The exhausted counts correspond to votes that ought to be informal, if strictly following the rules above, but were deemed to have expressed some valid preferences. The Electoral Act has since been amended to almost eliminate exhausted votes.

Section 268(1)(c) of the Commonwealth Electoral Act 1918 now has the effect of making the vote of any elector that does not preference every candidate on the ballot paper an informal vote as opposed to counting the vote until the voter's preference exhausts.

Two-party majorities, swings and pendulums[edit]

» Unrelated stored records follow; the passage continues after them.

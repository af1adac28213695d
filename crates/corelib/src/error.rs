//! Error types for the core library.

use thiserror::Error;

/// Result type alias for the core library.
pub type Result<T> = std::result::Result<T, Error>;

/// Errors that can occur in the core library.
///
/// None of these are fatal to the driver: callers log them and keep the
/// previously known value of whatever they were trying to update.
#[derive(Error, Debug, Clone, PartialEq, Eq)]
pub enum Error {
    /// Version string did not contain at least `major.minor`.
    #[error("Invalid version string: {0:?}")]
    InvalidVersion(String),
    /// Inet encoding was neither 4 (IPv4) nor 16 (IPv6) bytes long.
    #[error("Invalid inet encoding: {len} bytes")]
    InvalidInet { len: usize },
    /// Value had the wrong type for the requested conversion.
    #[error("Unexpected value type: expected {expected}")]
    UnexpectedType { expected: &'static str },
    /// Configuration could not be loaded.
    #[error("Configuration error: {0}")]
    Config(String),
}
//! Server version numbers.
//!
//! Versions are reported by nodes as free-form strings such as `"4.0.1"`,
//! `"3.11.4-SNAPSHOT"` or `"6.8.0-dse"`. Only the leading dotted numeric
//! part matters for feature detection, so parsing is prefix-based: the
//! scanner reads up to three `.`-separated integers from the start of the
//! string and ignores whatever follows.

use crate::error::{Error, Result};
use serde::Serialize;
use std::fmt;
use std::str::FromStr;

/// A `(major, minor, patch)` version triple ordered lexicographically.
#[derive(Copy, Clone, Debug, Default, PartialEq, Eq, PartialOrd, Ord, Hash, Serialize)]
pub struct VersionNumber {
    pub major: u32,
    pub minor: u32,
    pub patch: u32,
}

impl VersionNumber {
    pub const fn new(major: u32, minor: u32, patch: u32) -> Self {
        Self {
            major,
            minor,
            patch,
        }
    }

    /// Parse the leading `major.minor[.patch]` of `version`.
    ///
    /// At least major and minor must be present; patch defaults to 0.
    /// Trailing text after the last matched component is ignored.
    pub fn parse(version: &str) -> Result<Self> {
        let invalid = || Error::InvalidVersion(version.to_owned());

        let mut components = [0u32; 3];
        let mut matched = 0;
        let mut rest = version;

        for (index, slot) in components.iter_mut().enumerate() {
            if index > 0 {
                match rest.strip_prefix('.') {
                    Some(tail) => rest = tail,
                    None => break,
                }
            }
            let Some((digits, tail)) = split_number(rest) else {
                break;
            };
            *slot = digits.parse().map_err(|_| invalid())?;
            rest = tail;
            matched += 1;
        }

        if matched < 2 {
            return Err(invalid());
        }

        let [major, minor, patch] = components;
        Ok(Self::new(major, minor, patch))
    }
}

/// Split a run of ASCII digits (after optional leading whitespace) off the
/// front of `input`.
fn split_number(input: &str) -> Option<(&str, &str)> {
    let trimmed = input.trim_start();
    let end = trimmed
        .find(|c: char| !c.is_ascii_digit())
        .unwrap_or(trimmed.len());
    if end == 0 {
        return None;
    }
    Some(trimmed.split_at(end))
}

impl FromStr for VersionNumber {
    type Err = Error;

    fn from_str(s: &str) -> Result<Self> {
        Self::parse(s)
    }
}

impl fmt::Display for VersionNumber {
    fn fmt(&self, f: &mut fmt::Formatter<'_>) -> fmt::Result {
        write!(f, "{}.{}.{}", self.major, self.minor, self.patch)
    }
}
//! Integration tests for host topology, host metadata and the marketplace.
//!
//! # Test Strategy
//!
//! 1. **Membership**: add/replace/remove semantics on the shared topology
//! 2. **Metadata refresh**: replaced hosts carry the newest metadata
//! 3. **Snapshots**: readers are isolated from concurrent writers
//! 4. **Concurrency**: 8 writers racing, replayed in lock-acquisition order
//! 5. **Lifecycle**: hosts die with their last holder

use corelib::connection::{Connection, IoContext, ShardId};
use corelib::metadata::{MapRow, Value};
use corelib::topology::{AppliedChange, ChangeOutcome, HostTopology, TopologyChange};
use corelib::{Address, Host, HostPtr, VersionNumber};
use proptest::prelude::*;
use std::collections::HashSet;
use std::net::{IpAddr, Ipv4Addr};
use std::sync::atomic::{AtomicBool, AtomicUsize, Ordering};
use std::sync::Arc;

fn addr(last: u8) -> Address {
    Address::new(IpAddr::V4(Ipv4Addr::new(10, 0, 0, last)), 9042)
}

fn host_with_version(last: u8, release_version: &str) -> HostPtr {
    let host = Host::new(addr(last));
    let row = MapRow::new()
        .with_text("rack", "r1")
        .with_text("data_center", "dc1")
        .with_text("release_version", release_version)
        .with("rpc_address", Value::Inet(vec![10, 0, 0, last]));
    host.set(&row, false);
    Arc::new(host)
}

// ============================================================================
// Membership Tests
// ============================================================================

#[test]
fn test_add_same_address_keeps_one_entry_with_newest_metadata() {
    let topology = HostTopology::new();
    topology.add(host_with_version(1, "3.0.0"));
    topology.add(host_with_version(2, "3.0.0"));
    topology.add(host_with_version(3, "3.0.0"));

    topology.add(host_with_version(2, "4.0.0"));

    let snapshot = topology.snapshot();
    assert_eq!(snapshot.len(), 3);
    let addresses: Vec<Address> = snapshot.iter().map(|h| *h.address()).collect();
    assert_eq!(addresses, vec![addr(1), addr(2), addr(3)], "position must be preserved");
    assert_eq!(snapshot[1].server_version(), VersionNumber::new(4, 0, 0));
}

#[test]
fn test_remove_missing_address_reports_not_found() {
    let topology = HostTopology::from_hosts([host_with_version(1, "3.11.0")]);
    let before = topology.snapshot();
    let generation = topology.generation();

    assert!(!topology.remove(&addr(42)));
    assert!(Arc::ptr_eq(&before, &topology.snapshot()));
    assert_eq!(topology.generation(), generation);
}

// ============================================================================
// Snapshot Isolation Tests
// ============================================================================

#[test]
fn test_reader_snapshot_never_sees_later_add() {
    let topology = Arc::new(HostTopology::from_hosts([host_with_version(1, "3.11.0")]));
    let snapshot = topology.snapshot();

    let writer = {
        let topology = Arc::clone(&topology);
        std::thread::spawn(move || {
            for last in 2..50 {
                topology.add(host_with_version(last, "3.11.0"));
            }
        })
    };
    writer.join().unwrap();

    assert_eq!(snapshot.len(), 1);
    assert_eq!(*snapshot[0].address(), addr(1));
    assert_eq!(topology.len(), 49);
}

// ============================================================================
// Concurrency Tests
// ============================================================================

#[test]
fn test_concurrent_writers_match_sequential_replay() {
    const WRITERS: usize = 8;
    const OPS_PER_WRITER: usize = 300;

    let (a, b) = (addr(1), addr(2));
    let topology = HostTopology::from_hosts([host_with_version(1, "3.11.0"), host_with_version(2, "3.11.0")]);
    let initial: Vec<HostPtr> = topology.snapshot().to_vec();
    let base_generation = topology.generation();
    let done = AtomicBool::new(false);
    let reads = AtomicUsize::new(0);

    let records: Vec<(TopologyChange, AppliedChange)> = crossbeam::thread::scope(|s| {
        for _ in 0..2 {
            s.spawn(|_| {
                while !done.load(Ordering::Acquire) {
                    let snapshot = topology.snapshot();
                    let unique: HashSet<Address> = snapshot.iter().map(|h| *h.address()).collect();
                    assert_eq!(unique.len(), snapshot.len(), "duplicate address in snapshot");
                    assert!(unique.iter().all(|x| *x == a || *x == b));
                    reads.fetch_add(1, Ordering::Relaxed);
                }
            });
        }

        let writers: Vec<_> = (0..WRITERS)
            .map(|w| {
                let topology = &topology;
                s.spawn(move |_| {
                    let mut records = Vec::with_capacity(OPS_PER_WRITER);
                    for i in 0..OPS_PER_WRITER {
                        let step = w * 7 + i * 13;
                        let last = if step % 2 == 0 { 1 } else { 2 };
                        let change = if step % 3 == 0 {
                            TopologyChange::Remove(addr(last))
                        } else {
                            TopologyChange::Add(Arc::new(Host::new(addr(last))))
                        };
                        let applied = topology.apply(change.clone());
                        records.push((change, applied));
                    }
                    records
                })
            })
            .collect();

        let joined: Vec<_> = writers.into_iter().map(|h| h.join()).collect();
        done.store(true, Ordering::Release);
        joined.into_iter().flat_map(|r| r.unwrap()).collect()
    })
    .unwrap();

    assert!(reads.load(Ordering::Relaxed) > 0);

    // Published changes must form a gapless sequence of generations.
    let mut published: Vec<&(TopologyChange, AppliedChange)> = records
        .iter()
        .filter(|(_, applied)| applied.outcome != ChangeOutcome::NotFound)
        .collect();
    published.sort_by_key(|(_, applied)| applied.generation);
    for (offset, (_, applied)) in published.iter().enumerate() {
        assert_eq!(applied.generation, base_generation + 1 + offset as u64);
    }

    // Replay sequentially, remembering the membership after every generation.
    let mut model = initial;
    let mut history: Vec<Vec<Address>> = vec![model.iter().map(|h| *h.address()).collect()];
    for (change, applied) in &published {
        match change {
            TopologyChange::Add(host) => {
                match model.iter_mut().find(|h| h.address() == host.address()) {
                    Some(slot) => {
                        assert_eq!(applied.outcome, ChangeOutcome::Replaced);
                        *slot = Arc::clone(host);
                    }
                    None => {
                        assert_eq!(applied.outcome, ChangeOutcome::Added);
                        model.push(Arc::clone(host));
                    }
                }
            }
            TopologyChange::Remove(address) => {
                let index = model
                    .iter()
                    .position(|h| h.address() == address)
                    .expect("removal of an absent host was reported as Removed");
                assert_eq!(applied.outcome, ChangeOutcome::Removed);
                model.remove(index);
            }
        }
        history.push(model.iter().map(|h| *h.address()).collect());
    }

    // A NotFound removal must have seen a membership without that address.
    for (change, applied) in records.iter().filter(|(_, a)| a.outcome == ChangeOutcome::NotFound) {
        let TopologyChange::Remove(address) = change else {
            panic!("add reported NotFound");
        };
        let seen = &history[(applied.generation - base_generation) as usize];
        assert!(!seen.contains(address));
    }

    let final_snapshot = topology.snapshot();
    assert_eq!(final_snapshot.len(), model.len());
    for (actual, expected) in final_snapshot.iter().zip(&model) {
        assert!(Arc::ptr_eq(actual, expected));
    }
}

#[test]
fn test_marketplaces_are_independent_across_hosts() {
    struct Idle(ShardId);

    impl Connection for Idle {
        fn shard_id(&self) -> ShardId {
            self.0
        }
        fn detach(&mut self) {}
        fn attach(&mut self, _ctx: &dyn IoContext) {}
        fn close(&mut self) {}
    }

    let one = host_with_version(1, "3.11.0");
    let two = host_with_version(2, "3.11.0");

    crossbeam::thread::scope(|s| {
        for host in [&one, &two] {
            s.spawn(move |_| {
                for shard in 0..4 {
                    for _ in 0..25 {
                        host.deposit_connection(Box::new(Idle(shard)));
                    }
                }
            });
        }
    })
    .unwrap();

    assert_eq!(one.idle_connection_count(), 100);
    assert_eq!(two.withdraw_connections(3, 30).len(), 25);
    assert_eq!(one.idle_connections_on_shard(3), 25);
    assert_eq!(two.idle_connection_count(), 75);
}

// ============================================================================
// Lifecycle Tests
// ============================================================================

#[test]
fn test_host_dropped_after_last_holder_releases() {
    let topology = HostTopology::new();
    let host = host_with_version(1, "3.11.0");
    let weak = Arc::downgrade(&host);
    topology.add(host);

    let held_by_pool = topology.get(&addr(1)).unwrap();
    assert!(topology.remove(&addr(1)));
    assert!(weak.upgrade().is_some(), "pool still holds the host");

    drop(held_by_pool);
    assert!(weak.upgrade().is_none());
}

// ============================================================================
// Property Tests
// ============================================================================

proptest! {
    #[test]
    fn prop_topology_matches_vec_model(ops in prop::collection::vec((any::<bool>(), 1u8..6), 0..64)) {
        let topology = HostTopology::new();
        let mut model: Vec<Address> = Vec::new();

        for (is_add, last) in ops {
            let address = addr(last);
            if is_add {
                topology.add(Arc::new(Host::new(address)));
                if !model.contains(&address) {
                    model.push(address);
                }
            } else {
                let expected = model.iter().position(|x| *x == address);
                prop_assert_eq!(topology.remove(&address), expected.is_some());
                if let Some(index) = expected {
                    model.remove(index);
                }
            }
        }

        prop_assert_eq!(topology.addresses(), model);
    }
}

Since 1984 the preferences of all candidates in House of Representatives seats have been distributed, even if this is not necessary to determine the winner of the seat. This is done to determine the percentage of the votes obtained by the winning candidate after the distribution of all preferences. This is called the two-party-preferred vote. For example, if (in the example given above), Smith finished with 58% of the vote after the distribution of Johnson's preferences, Smith's two-party vote would be 58% and the seat would be said to have a two-party majority of 8%. It would therefore need a two-party swing of 8 percentage points to be lost to the other side of politics at the next election.

Once the two-party majorities in all seats are known, they can then be arranged in a table to show the order in which they would be lost in the event of an adverse swing at the next election. Such tables frequently appear in the Australian media and are called election pendulums or sometimes Mackerras pendulums after the political scientist Malcolm Mackerras, who popularised the idea of the two-party vote in his 1972 book Australian General Elections.

Here is a sample of the federal election pendulum from the 2001 election, showing some of the seats held by the Liberal-National Party coalition government, in order of their two-party majority. A seat with a small two-party majority is said to be a marginal seat or a swinging seat. A seat with a large two-party majority is said to be a safe seat, although "safe" seats have been known to change hands in the event of a large swing.

Redistributions[edit]

The boundaries of Australian electoral divisions are reviewed periodically by the Australian Electoral Commission and redrawn in a process called redistribution.

The Commonwealth Electoral Act 1918 requires that all seats have approximately an equal number of enrolled voters. When the Commission determines that population shifts within a state have caused some seats to have too many or too few voters, a redistribution is called and new boundaries are drawn up.

Redistributions are also held when the Commission determines (following a formula laid down in the Electoral Act) that the distribution of seats among the states and territories must be changed because some states are growing faster than others.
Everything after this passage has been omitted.